=== Begin Enclosure ===

//! Transport configuration types.

use serde::{Deserialize, Serialize};

/// Transport configuration options.
#[derive(Debug, Clone, Serialize, Deserialize)]
#[serde(tag = "type", rename_all = "lowercase")]
pub enum TransportConfig {
    /// Standard input/output transport (default for MCP).
    #[cfg(feature = "stdio")]
    Stdio,

    /// TCP socket transport with JSON-RPC messages.
    #[cfg(feature = "tcp")]
    Tcp(TcpConfig),

    /// HTTP transport with JSON-RPC over POST.
    #[cfg(feature = "http")]
    Http(HttpConfig),
}

/// TCP transport configuration.
#[cfg(feature = "tcp")]
#[derive(Debug, Clone, Serialize, Deserialize)]
pub struct TcpConfig {
    /// Port number to listen on.
    pub port: u16,

    /// Host address to bind to.
    #[serde(default = "default_host")]
    pub host: String,
}

/// HTTP transport configuration.
#[cfg(feature = "http")]
#[derive(Debug, Clone, Serialize, Deserialize)]
pub struct HttpConfig {
    /// Port number to listen on.
    pub port: u16,

    /// Host address to bind to.
    #[serde(default = "default_host")]
    pub host: String,

    /// Path for JSON-RPC endpoint.
    #[serde(default = "default_rpc_path")]
    pub rpc_path: String,

    /// Enable CORS for browser clients.
    #[serde(default = "default_cors")]
    pub enable_cors: bool,
}

#[cfg(any(feature = "tcp", feature = "http"))]
fn default_host() -> String {
    "127.0.0.1".to_string()
}

#[cfg(feature = "http")]
fn default_rpc_path() -> String {
    "/mcp".to_string()
}

#[cfg(feature = "http")]
fn default_cors() -> bool {
    true
}

#[cfg(feature = "tcp")]
const DEFAULT_TCP_PORT: u16 = 3000;

#[cfg(feature = "http")]
const DEFAULT_HTTP_PORT: u16 = 8080;

#[cfg(any(feature = "tcp", feature = "http"))]
fn env_host(var: &str) -> String {
    std::env::var(var)
        .ok()
        .filter(|h| !h.trim().is_empty())
        .unwrap_or_else(default_host)
}

#[cfg(any(feature = "tcp", feature = "http"))]
fn env_port(var: &str, default: u16) -> u16 {
    match std::env::var(var) {
        Ok(raw) => raw.trim().parse().unwrap_or_else(|_| {
            tracing::warn!("Invalid {} '{}', using {}", var, raw, default);
            default
        }),
        Err(_) => default,
    }
}

impl Default for TransportConfig {
    fn default() -> Self {
        #[cfg(feature = "stdio")]
        {
            return Self::Stdio;
        }

        #[cfg(all(not(feature = "stdio"), feature = "tcp"))]
        {
            return Self::Tcp(TcpConfig::default());
        }

        #[cfg(all(not(feature = "stdio"), not(feature = "tcp"), feature = "http"))]
        {
            return Self::Http(HttpConfig::default());
        }

        #[cfg(not(any(feature = "stdio", feature = "tcp", feature = "http")))]
        {
            compile_error!("At least one transport feature must be enabled: stdio, tcp, or http");
        }
    }
}

#[cfg(feature = "tcp")]
impl Default for TcpConfig {
    fn default() -> Self {
        Self {
            port: DEFAULT_TCP_PORT,
            host: default_host(),
        }
    }
}

#[cfg(feature = "http")]
impl Default for HttpConfig {
    fn default() -> Self {
        Self {
            port: DEFAULT_HTTP_PORT,
            host: default_host(),
            rpc_path: default_rpc_path(),
            enable_cors: default_cors(),
        }
    }
}

impl TransportConfig {
    /// Load transport config from environment variables.
    ///
    /// `MCP_TRANSPORT` selects the transport; unknown values fall back to the
    /// first enabled one.
    pub fn from_env() -> Self {
        let transport = std::env::var("MCP_TRANSPORT")
            .unwrap_or_default()
            .trim()
            .to_lowercase();

        match transport.as_str() {
            #[cfg(feature = "tcp")]
            "tcp" => Self::Tcp(TcpConfig {
                port: env_port("MCP_TCP_PORT", DEFAULT_TCP_PORT),
                host: env_host("MCP_TCP_HOST"),
            }),
            #[cfg(feature = "http")]
            "http" => Self::Http(HttpConfig {
                port: env_port("MCP_HTTP_PORT", DEFAULT_HTTP_PORT),
                host: env_host("MCP_HTTP_HOST"),
                rpc_path: std::env::var("MCP_HTTP_PATH").unwrap_or_else(|_| default_rpc_path()),
                enable_cors: std::env::var("MCP_HTTP_CORS")
                    .map(|v| !matches!(v.trim().to_lowercase().as_str(), "false" | "0" | "no"))
                    .unwrap_or_else(|_| default_cors()),
            }),
            #[cfg(feature = "stdio")]
            _ => Self::Stdio,
            #[cfg(all(not(feature = "stdio"), feature = "tcp"))]
            _ => Self::Tcp(TcpConfig::default()),
            #[cfg(all(not(feature = "stdio"), not(feature = "tcp"), feature = "http"))]
            _ => Self::Http(HttpConfig::default()),
        }
    }

    /// Get a description of this transport for logging.
    pub fn description(&self) -> String {
        match self {
            #[cfg(feature = "stdio")]
            Self::Stdio => "STDIO (standard MCP mode)".to_string(),
            #[cfg(feature = "tcp")]
            Self::Tcp(cfg) => format!("TCP on {}:{}", cfg.host, cfg.port),
            #[cfg(feature = "http")]
            Self::Http(cfg) => format!("HTTP on {}:{}{}", cfg.host, cfg.port, cfg.rpc_path),
        }
    }
}
//! Routing engine (OSRM) access.
//!
//! - `request.rs` - encoded GET requests (path + ordered query)
//! - `client.rs` - the [`OsrmTransport`] seam and its `reqwest` implementation
//! - `error.rs` - upstream failure taxonomy

mod client;
mod error;
mod request;

#[cfg(test)]
pub(crate) mod mock;

pub use client::{HttpOsrmClient, OsrmTransport, UpstreamResponse};
pub use error::OsrmError;
pub use request::OsrmRequest;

=== End Enclosure ===

Description of the task
Send back the lines of the records word for word, from the very first through the line containing "JSON-RPC over POST.".

Expected answer
//! Transport configuration types.

use serde::{Deserialize, Serialize};

/// Transport configuration options.
#[derive(Debug, Clone, Serialize, Deserialize)]
#[serde(tag = "type", rename_all = "lowercase")]
pub enum TransportConfig {
    /// Standard input/output transport (default for MCP).
    #[cfg(feature = "stdio")]
    Stdio,

    /// TCP socket transport with JSON-RPC messages.
    #[cfg(feature = "tcp")]
    Tcp(TcpConfig),

    /// HTTP transport with JSON-RPC over POST.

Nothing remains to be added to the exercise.